The colour pattern varies with age and area. In most regions, light coloured calves darken with age to become dark lead grey above and light grey below. However, off Malaysia and northern Australia calves and adults are nearly white. In the western Indian Ocean and off China dark calves lighten with age. In the latter case, adults are pinkish white with spots and blotches.
There are 29 to 38 teeth in each tooth row.
Can be confused with
Hump-backed dolphins are most likely to be confused with bottlenose dolphins. Differences in dorsal-fin shape (including presence of the hump on many hump-backed dolphins), head shape, and colour can be used to distinguish between the two. Also, humpbacks tend to surface differently, pausing at the top of their roll.
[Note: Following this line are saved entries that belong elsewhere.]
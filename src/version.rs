//! Version triples, release versions, and declared version requirements.
//!
//! ProcessWire describes releases with three labelled integer constants and
//! modules with either dotted strings (`"1.2.3"`) or packed integers (`123`).
//! Both forms normalise to a [`VersionTriple`]. A version that cannot be
//! determined is represented explicitly by [`ReleaseVersion::Unknown`] and is
//! never compared as `0.0.0`.

use serde::{Deserialize, Serialize, Serializer};
use std::cmp::Ordering;
use std::fmt;
use std::str::FromStr;
use thiserror::Error;

/// A `major.minor.revision` version, ordered field by field.
#[derive(Debug, Clone, Copy, PartialEq, Eq, PartialOrd, Ord, Hash, Default)]
pub struct VersionTriple {
    /// Major component.
    pub major: u32,
    /// Minor component.
    pub minor: u32,
    /// Revision component.
    pub revision: u32,
}

impl VersionTriple {
    /// Create a version from its three components.
    #[must_use]
    pub const fn new(major: u32, minor: u32, revision: u32) -> Self {
        Self {
            major,
            minor,
            revision,
        }
    }

    /// Decode a packed module version such as `123` (`1.2.3`) or `1203`
    /// (`12.0.3`): the last digit is the revision, the one before it the
    /// minor, and everything else the major.
    ///
    /// # Examples
    ///
    /// ```
    /// use wirefetch::version::VersionTriple;
    ///
    /// assert_eq!(VersionTriple::from_module_integer(123), VersionTriple::new(1, 2, 3));
    /// assert_eq!(VersionTriple::from_module_integer(5), VersionTriple::new(0, 0, 5));
    /// ```
    #[must_use]
    pub fn from_module_integer(value: u64) -> Self {
        let revision = value % 10;
        let minor = (value / 10) % 10;
        let major = value / 100;
        Self {
            major: u32::try_from(major).unwrap_or(u32::MAX),
            minor: u32::try_from(minor).unwrap_or(u32::MAX),
            revision: u32::try_from(revision).unwrap_or(u32::MAX),
        }
    }
}

impl fmt::Display for VersionTriple {
    fn fmt(&self, f: &mut fmt::Formatter<'_>) -> fmt::Result {
        write!(f, "{}.{}.{}", self.major, self.minor, self.revision)
    }
}

/// A version string that could not be parsed.
#[derive(Debug, Clone, PartialEq, Eq, Error)]
#[error("invalid version string `{input}`")]
pub struct VersionParseError {
    input: String,
}

impl VersionParseError {
    fn new(input: &str) -> Self {
        Self {
            input: input.to_owned(),
        }
    }
}

impl FromStr for VersionTriple {
    type Err = VersionParseError;

    /// Parse `1.2.3`, `v1.2`, or `3`; missing components default to zero
    /// and pre-release or build suffixes (`-beta`, `+build`) are ignored.
    fn from_str(input: &str) -> Result<Self, Self::Err> {
        let trimmed = input.trim();
        let unprefixed = trimmed.strip_prefix(['v', 'V']).unwrap_or(trimmed);
        let core = unprefixed
            .split(['-', '+'])
            .next()
            .unwrap_or_default();
        if core.is_empty() {
            return Err(VersionParseError::new(input));
        }

        let mut parts = [0_u32; 3];
        let mut count = 0;
        for (slot, piece) in parts.iter_mut().zip(core.split('.')) {
            *slot = piece
                .parse::<u32>()
                .map_err(|_| VersionParseError::new(input))?;
            count += 1;
        }
        if count == 0 || core.split('.').count() > 3 {
            return Err(VersionParseError::new(input));
        }

        let [major, minor, revision] = parts;
        Ok(Self::new(major, minor, revision))
    }
}

impl Serialize for VersionTriple {
    fn serialize<S: Serializer>(&self, serializer: S) -> Result<S::Ok, S::Error> {
        serializer.collect_str(self)
    }
}

/// The version of a release or module, or the explicit absence of one.
#[derive(Debug, Clone, Copy, PartialEq, Eq, Hash, Default)]
pub enum ReleaseVersion {
    /// The version was determined.
    Known(VersionTriple),
    /// The source did not expose a recognisable version.
    #[default]
    Unknown,
}

impl ReleaseVersion {
    /// Return the triple when the version is known.
    #[must_use]
    pub const fn known(self) -> Option<VersionTriple> {
        match self {
            Self::Known(triple) => Some(triple),
            Self::Unknown => None,
        }
    }

    /// Return `true` when the version is known.
    #[must_use]
    pub const fn is_known(self) -> bool {
        matches!(self, Self::Known(_))
    }

    /// Compare two versions. Returns `None` when either side is unknown,
    /// because an unknown version cannot be ordered.
    ///
    /// # Examples
    ///
    /// ```
    /// use std::cmp::Ordering;
    /// use wirefetch::version::{ReleaseVersion, VersionTriple};
    ///
    /// let old = ReleaseVersion::Known(VersionTriple::new(1, 2, 3));
    /// let new = ReleaseVersion::Known(VersionTriple::new(1, 3, 0));
    /// assert_eq!(new.compare(&old), Some(Ordering::Greater));
    /// assert_eq!(new.compare(&ReleaseVersion::Unknown), None);
    /// ```
    #[must_use]
    pub fn compare(&self, other: &Self) -> Option<Ordering> {
        match (self, other) {
            (Self::Known(left), Self::Known(right)) => Some(left.cmp(right)),
            _ => None,
        }
    }
}

impl From<VersionTriple> for ReleaseVersion {
    fn from(triple: VersionTriple) -> Self {
        Self::Known(triple)
    }
}

impl fmt::Display for ReleaseVersion {
    fn fmt(&self, f: &mut fmt::Formatter<'_>) -> fmt::Result {
        match self {
            Self::Known(triple) => triple.fmt(f),
            Self::Unknown => f.write_str("?"),
        }
    }
}

impl Serialize for ReleaseVersion {
    fn serialize<S: Serializer>(&self, serializer: S) -> Result<S::Ok, S::Error> {
        match self {
            Self::Known(triple) => triple.serialize(serializer),
            Self::Unknown => serializer.serialize_none(),
        }
    }
}

/// Parse a module version as ProcessWire writes it.
///
/// Digit-only values are packed integers (`"101"` is `1.0.1`); anything else
/// is read as a dotted version. Unparseable input is [`ReleaseVersion::Unknown`].
#[must_use]
pub fn parse_module_version(raw: &str) -> ReleaseVersion {
    let trimmed = raw.trim();
    if !trimmed.is_empty() && trimmed.bytes().all(|b| b.is_ascii_digit()) {
        return trimmed
            .parse::<u64>()
            .map(|packed| ReleaseVersion::Known(VersionTriple::from_module_integer(packed)))
            .unwrap_or_default();
    }
    trimmed
        .parse::<VersionTriple>()
        .map(ReleaseVersion::Known)
        .unwrap_or_default()
}

/// A module version as it appears in JSON: a packed integer or a string.
#[derive(Debug, Clone, PartialEq, Eq, Deserialize)]
#[serde(untagged)]
pub(crate) enum JsonVersion {
    Number(u64),
    Text(String),
}

impl JsonVersion {
    pub(crate) fn to_release_version(&self) -> ReleaseVersion {
        match self {
            Self::Number(packed) => {
                ReleaseVersion::Known(VersionTriple::from_module_integer(*packed))
            }
            Self::Text(text) => parse_module_version(text),
        }
    }
}

/// A comparison operator in a version requirement.
#[derive(Debug, Clone, Copy, PartialEq, Eq, Hash)]
pub enum Comparator {
    /// `<`
    Less,
    /// `<=`
    LessOrEqual,
    /// `=`
    Equal,
    /// `!=`
    NotEqual,
    /// `>=`
    GreaterOrEqual,
    /// `>`
    Greater,
}

impl Comparator {
    /// Operators in match order; two-character forms come first.
    const SYMBOLS: [(&'static str, Self); 9] = [
        (">=", Self::GreaterOrEqual),
        ("<=", Self::LessOrEqual),
        ("!=", Self::NotEqual),
        ("<>", Self::NotEqual),
        ("==", Self::Equal),
        ("=", Self::Equal),
        (">", Self::Greater),
        ("<", Self::Less),
        ("!", Self::NotEqual),
    ];

    /// Canonical symbol for display.
    #[must_use]
    pub const fn symbol(self) -> &'static str {
        match self {
            Self::Less => "<",
            Self::LessOrEqual => "<=",
            Self::Equal => "=",
            Self::NotEqual => "!=",
            Self::GreaterOrEqual => ">=",
            Self::Greater => ">",
        }
    }

    /// Parse an operator symbol.
    #[must_use]
    pub fn parse(symbol: &str) -> Option<Self> {
        let symbol = symbol.trim();
        Self::SYMBOLS
            .iter()
            .find(|(text, _)| *text == symbol)
            .map(|(_, comparator)| *comparator)
    }

    /// Split a leading operator from `expression`, returning the operator and
    /// the remainder.
    fn split_prefix(expression: &str) -> Option<(Self, &str)> {
        Self::SYMBOLS.iter().find_map(|(text, comparator)| {
            expression
                .strip_prefix(text)
                .map(|rest| (*comparator, rest))
        })
    }

    /// Whether `installed.cmp(required)` satisfies this operator.
    #[must_use]
    pub const fn accepts(self, ordering: Ordering) -> bool {
        match self {
            Self::Less => matches!(ordering, Ordering::Less),
            Self::LessOrEqual => !matches!(ordering, Ordering::Greater),
            Self::Equal => matches!(ordering, Ordering::Equal),
            Self::NotEqual => !matches!(ordering, Ordering::Equal),
            Self::GreaterOrEqual => !matches!(ordering, Ordering::Less),
            Self::Greater => matches!(ordering, Ordering::Greater),
        }
    }
}

impl fmt::Display for Comparator {
    fn fmt(&self, f: &mut fmt::Formatter<'_>) -> fmt::Result {
        f.write_str(self.symbol())
    }
}

/// A declared dependency on another component's version.
#[derive(Debug, Clone, Copy, PartialEq, Eq, Hash)]
pub struct VersionRequirement {
    /// How the installed version is compared.
    pub comparator: Comparator,
    /// The version the installed one is compared against.
    pub version: VersionTriple,
}

impl VersionRequirement {
    /// Create a requirement.
    #[must_use]
    pub const fn new(comparator: Comparator, version: VersionTriple) -> Self {
        Self {
            comparator,
            version,
        }
    }

    /// Build a requirement from an `[operator, version]` pair.
    ///
    /// # Errors
    ///
    /// Returns [`VersionParseError`] when the operator or version is invalid.
    pub fn from_pair(operator: &str, version: &str) -> Result<Self, VersionParseError> {
        let comparator =
            Comparator::parse(operator).ok_or_else(|| VersionParseError::new(operator))?;
        let version = module_triple(version).ok_or_else(|| VersionParseError::new(version))?;
        Ok(Self::new(comparator, version))
    }

    /// Parse `">=3.0.0"`, `"> 1.2"`, or a bare `"1.0.0"` (read as `>=`).
    ///
    /// # Errors
    ///
    /// Returns [`VersionParseError`] when no version follows the operator.
    pub fn parse(expression: &str) -> Result<Self, VersionParseError> {
        let trimmed = expression.trim();
        let (comparator, rest) =
            Comparator::split_prefix(trimmed).unwrap_or((Comparator::GreaterOrEqual, trimmed));
        let version = module_triple(rest).ok_or_else(|| VersionParseError::new(expression))?;
        Ok(Self::new(comparator, version))
    }

    /// Whether `installed` meets this requirement.
    #[must_use]
    pub fn is_satisfied_by(&self, installed: &VersionTriple) -> bool {
        self.comparator.accepts(installed.cmp(&self.version))
    }
}

impl fmt::Display for VersionRequirement {
    fn fmt(&self, f: &mut fmt::Formatter<'_>) -> fmt::Result {
        write!(f, "{}{}", self.comparator, self.version)
    }
}

impl Serialize for VersionRequirement {
    fn serialize<S: Serializer>(&self, serializer: S) -> Result<S::Ok, S::Error> {
        (self.comparator.symbol(), self.version.to_string()).serialize(serializer)
    }
}

fn module_triple(raw: &str) -> Option<VersionTriple> {
    parse_module_version(raw).known()
}

/// Split a dependency declaration such as `"ProcessWire>=3.0.0"` into the
/// component name and its requirement. Declarations without a version
/// constraint yield `None`.
#[must_use]
pub fn parse_requirement_entry(entry: &str) -> Option<(String, VersionRequirement)> {
    let entry = entry.trim();
    let split_at = entry.find(['<', '>', '=', '!'])?;
    let (name, constraint) = entry.split_at(split_at);
    let name = name.trim();
    if name.is_empty() {
        return None;
    }
    let requirement = VersionRequirement::parse(constraint).ok()?;
    Some((name.to_owned(), requirement))
}

/// Map an ordering to `-1`, `0`, or `1`.
#[must_use]
pub const fn ordering_sign(ordering: Ordering) -> i8 {
    match ordering {
        Ordering::Less => -1,
        Ordering::Equal => 0,
        Ordering::Greater => 1,
    }
}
Maximum known body sizes are 3.2 m (males) and 2.5 m (females). Weights of up to 284 kg have been recorded. Newborns appear to be around 1 m in length.
Indo-Pacific hump-backed dolphins are found from northern Australia and southern China in the east, through Indonesia, and around the coastal rim of the Indian Ocean to southern Africa. They are inhabitants of tropical to warm temperate coastal waters and they enter rivers, estuaries, and mangroves.
Biology and Behaviour
Groups tend to contain fewer than 10 individuals, though some contain up to 30. Group structure has been studied using photo-identification techniques and off South Africa, some herds are stable. Also, off South Africa, where these dolphins have been most thoroughly studied, groups preferentially use sandy bays for resting and socializing, and open rocky coastline for foraging. Herds often patrol slowly parallel to shore. They are moderately acrobatic, but do not often bowride.
Mating and calving occur all year, at least in South Africa, but there appears to be a calving peak in summer.
Feeding is primarily on nearshore, estuarine, and reef fish.
In the northwest Indian Ocean, at least, some direct catches for human consumption and for oil are known. Incidental captures in fishing nets are known or suspected throughout the range. Catches occur in antishark gillnets off southeast Africa and off eastern Australia. Mortality off South Africa has been implicated as a population threat there. Mangrove habitat degradation may also present a threat to this species.